Вольное течение времени, в которое вместится все, что будет угодно, желанно или интересно. Все — в два часа, от десяти до полуночи. Неторопливый полет над Арбатом, и дом Драмлита, разгром квартиры Латунского, и битье окон в доме Драмлита, полет на поэтическую реку и возвращение в Москву, утомительный прием бесконечной вереницы Воландовых гостей и бал…
И бесконечна протяженность мгновения полночи…
Любопытно, в доме у Латунского никаких часов нет, там ничто не фиксирует время. И у Маргариты — после тех, с золотым браслетом, оставшихся на подзеркальнике, — часов нет…
Кстати, напомню из «Фауста» — подобное отождествление времени с часовой стрелкой: «И станет стрелка часовая, И время минет для меня!» (Перевод Н. Холодковского.)
«Боги, боги мои!..»
Образы-символы проходят через роман «Мастер и Маргарита», создавая мотивы, наполненные то всплывающими, то ускользающими скрытыми смыслами. Мотив ножа, о котором речь уже шла в одной из предыдущих глав, и мотив зеркала, о котором речь ниже. Мотив солнца и мотив луны. Мотив грозы и особенно наступательно слышный в романе мотив розы. Мотивы переплетаются, двоятся, троятся. Они способствуют ощущению удивительной цельности романа при всем разнообразии его пластов и планов и очень часто звучат музыкальными лейтмотивами. Как, например, этот:
«О боги, боги, за что вы наказываете меня?..» — эта мелодия страдания в мысленном монологе Пилата, чувствующего приближение своей гемикрании, возникает в самом начале главы 2-й («Понтий Пилат»). Через несколько страниц — через несколько минут действия — к ней присоединяется другая: «И мысль об яде вдруг соблазнительно мелькнула в больной голове прокуратора».
Еще мгновенье, и обе темы зазвучат вместе, складываясь в формулу: «И тут прокуратор подумал: „О боги мои!..“ И опять померещилась ему чаша с темной жидкостью. „Яду мне, яду…“»
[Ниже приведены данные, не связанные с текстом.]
//! Contextual literal scanner
//!
//! Words are accumulated until whitespace, a symbol or a comment marker ends
//! them. What the finished word becomes depends on the current [`LexState`]:
//! a name after a declaration keyword, the body of a quoted string, the value
//! between `=` and `;`, a keyword, or `unknown`.
//!
//! Comments are emitted as marker tokens (`//`, `/*`, `*/`) with the comment
//! body as a separate `literal` token.

use super::classifier::is_ignorable;
use super::metrics::LexicalMetrics;
use super::sink::TokenSink;
use super::{ScanStrategy, Scanner};
use crate::config::runtime::LexicalPreferences;
use crate::tokens::{tables, Token, TokenKind};

/// Scanner state between characters
#[derive(Debug, Clone, Copy, PartialEq, Eq)]
pub enum LexState {
    Idle,
    /// A declaration keyword was just emitted; the next word is a name
    AfterDeclaration,
    InDoubleQuotes,
    InSingleQuotes,
    /// Between `=` and the closing `;`
    AfterAssignment,
    InLineComment,
    InBlockComment,
}

/// Mutable state of one scan call
struct ScanContext<'s, 'p> {
    source: &'s str,
    state: LexState,
    /// Start of the word being accumulated
    pending: Option<usize>,
    /// Start of the current comment body
    comment_body: usize,
    sink: TokenSink<'p>,
}

impl<'s, 'p> ScanContext<'s, 'p> {
    fn new(source: &'s str, preferences: &'p LexicalPreferences) -> Self {
        Self {
            source,
            state: LexState::Idle,
            pending: None,
            comment_body: 0,
            sink: TokenSink::new(source, ScanStrategy::Contextual, preferences),
        }
    }

    fn run(mut self) -> (Vec<Token>, LexicalMetrics) {
        let source = self.source;
        let mut pos = 0;

        while let Some(c) = source[pos..].chars().next() {
            match self.state {
                LexState::InLineComment => {
                    if c == '\n' {
                        self.close_line_comment(pos);
                    }
                    pos += c.len_utf8();
                    continue;
                }
                LexState::InBlockComment => {
                    if source[pos..].starts_with("*/") {
                        self.close_block_comment(pos);
                        pos += 2;
                    } else {
                        pos += c.len_utf8();
                    }
                    continue;
                }
                _ => {}
            }

            let marker = source[pos..]
                .get(..2)
                .and_then(|pair| tables::lookup_comment_marker(pair).map(|kind| (kind, pair)));
            if let Some((kind, pair)) = marker {
                self.flush_word(pos);
                self.sink.push_text(kind, pair, pos);
                pos += 2;
                self.state = match kind {
                    TokenKind::SingleComment => LexState::InLineComment,
                    TokenKind::MultipleCommentStart => LexState::InBlockComment,
                    _ => LexState::Idle,
                };
                self.comment_body = pos;
                continue;
            }

            if is_ignorable(c) {
                self.flush_word(pos);
            } else if let Some(kind) = tables::lookup_contextual_symbol(c) {
                self.on_symbol(kind, pos, c.len_utf8());
            } else if self.pending.is_none() {
                self.pending = Some(pos);
            }
            pos += c.len_utf8();
        }

        self.finish()
    }

    /// Whitespace rule for a finished word ending at `end`
    fn flush_word(&mut self, end: usize) {
        let Some(start) = self.pending.take() else {
            return;
        };
        let word = &self.source[start..end];

        if self.state == LexState::AfterDeclaration {
            self.sink.push_text(TokenKind::Identifier, word, start);
            self.state = LexState::Idle;
        } else if let Some(kind) = tables::lookup_keyword(word) {
            self.sink.push_text(kind, word, start);
            self.state = if kind.is_declaration_keyword() {
                LexState::AfterDeclaration
            } else {
                LexState::Idle
            };
        } else {
            self.sink.push(Token::unknown(word), start);
        }
    }

    fn on_symbol(&mut self, kind: TokenKind, pos: usize, width: usize) {
        match self.pending.take() {
            Some(start) => {
                let word = &self.source[start..pos];
                match (self.state, kind) {
                    (LexState::AfterDeclaration, _) => {
                        self.sink.push_text(TokenKind::Identifier, word, start);
                        self.state = self.state_after(kind);
                    }
                    (LexState::InDoubleQuotes, TokenKind::DoubleQuotes)
                    | (LexState::InSingleQuotes, TokenKind::SingleQuotes)
                    | (LexState::AfterAssignment, TokenKind::Semicolon) => {
                        self.sink.push_text(TokenKind::Literal, word, start);
                        self.state = LexState::Idle;
                    }
                    _ => self.sink.push(Token::unknown(word), start),
                }
            }
            None => self.state = self.state_after(kind),
        }

        let text = &self.source[pos..pos + width];
        self.sink.push_text(kind, text, pos);
    }

    /// State entered by emitting a symbol with no word in front of it
    fn state_after(&self, kind: TokenKind) -> LexState {
        match (kind, self.state) {
            (TokenKind::Assignment, _) => LexState::AfterAssignment,
            (TokenKind::DoubleQuotes, LexState::InDoubleQuotes) => LexState::Idle,
            (TokenKind::DoubleQuotes, _) => LexState::InDoubleQuotes,
            (TokenKind::SingleQuotes, LexState::InSingleQuotes) => LexState::Idle,
            (TokenKind::SingleQuotes, _) => LexState::InSingleQuotes,
            _ => LexState::Idle,
        }
    }

    fn close_line_comment(&mut self, end: usize) {
        self.push_comment_body(end);
        self.state = LexState::Idle;
    }

    fn close_block_comment(&mut self, end: usize) {
        self.push_comment_body(end);
        self.sink.push_text(TokenKind::MultipleCommentEnd, "*/", end);
        self.state = LexState::Idle;
    }

    fn push_comment_body(&mut self, end: usize) {
        let body = &self.source[self.comment_body..end];
        self.sink.record_comment_length(body.len());
        self.sink.push_text(TokenKind::Literal, body, self.comment_body);
    }

    fn finish(mut self) -> (Vec<Token>, LexicalMetrics) {
        let end = self.source.len();
        match self.state {
            LexState::InLineComment => self.close_line_comment(end),
            LexState::InBlockComment => {
                let opened_at = self.comment_body.saturating_sub(2);
                self.sink
                    .unterminated_comment(opened_at, &self.source[opened_at..end]);
                self.close_block_comment(end);
            }
            _ => {
                if let Some(start) = self.pending.take() {
                    self.sink.push(Token::unknown(&self.source[start..end]), start);
                }
            }
        }
        self.sink.finish()
    }
}

/// Contextual-strategy scanner
#[derive(Debug, Clone, Default)]
pub struct ContextualScanner {
    preferences: LexicalPreferences,
}

impl ContextualScanner {
    pub fn new() -> Self {
        Self::default()
    }

    pub fn with_preferences(preferences: LexicalPreferences) -> Self {
        Self { preferences }
    }

    pub fn preferences(&self) -> &LexicalPreferences {
        &self.preferences
    }

    pub fn scan(&self, source: &str) -> Vec<Token> {
        self.scan_with_metrics(source).0
    }

    pub fn scan_with_metrics(&self, source: &str) -> (Vec<Token>, LexicalMetrics) {
        ScanContext::new(source, &self.preferences).run()
    }
}

impl Scanner for ContextualScanner {
    fn scan(&self, source: &str) -> Vec<Token> {
        ContextualScanner::scan(self, source)
    }

    fn scan_with_metrics(&self, source: &str) -> (Vec<Token>, LexicalMetrics) {
        ContextualScanner::scan_with_metrics(self, source)
    }

    fn strategy(&self) -> ScanStrategy {
        ScanStrategy::Contextual
    }
}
Потом формула неожиданно повторится в главе 5-й («Было дело в Грибоедове»), там, где нет ни Пилата, ни Иешуа Га-Ноцри, а есть гремящий адской музыкой московский писательский ресторан: «Лгут обольстители-мистики, никаких Караибских морей нет на свете… Вон чахлая липа есть, есть чугунная решетка и за ней бульвар… И плавится лед в вазочке, и видны за соседним столиком налитые кровью чьи-то бычьи глаза, и страшно, страшно… О боги, боги мои, яду мне, яду!..»
Чьи это слова? Кто сидит за одним из столиков писательского ресторана и видит налитые кровью бычьи глаза? Кому — страшно на этом дьявольском «празднике жизни»? Страшнее, чем среди инфернальных теней на балу у настоящего Сатаны? «Страшно! Яду мне, яду!» Это автор говорит словами Пилата, может быть, кратко включая в повествование тему чеховского рассказа «Страх».
Речь о страхе будничного. О страхе обыденного. А на балу у Сатаны — там не страшно. Ах, эти убийцы во фраках и нагие отравительницы в фонтанах шампанского. Там, в остановившемся времени, не страшно. Страшно здесь: «Яду мне, яду!»
Непроизнесенный стон Пилата «О боги мои!..» еще конкретен и заземлен, и чаша с темной жидкостью для него реальна, он мог бы приказать ее подать… В грохоте писательского ресторана «чаша с темной жидкостью» теряет свою конкретность, остается только словесной формулой, мелодией отчаяния. Но булгаковское слово не бывает пустым. Оно значимо и весомо. И вот уже эта формула «Яду мне, яду!» становится самостоятельным лейтмотивом — темой яда и отравительства, пронизывающей роман.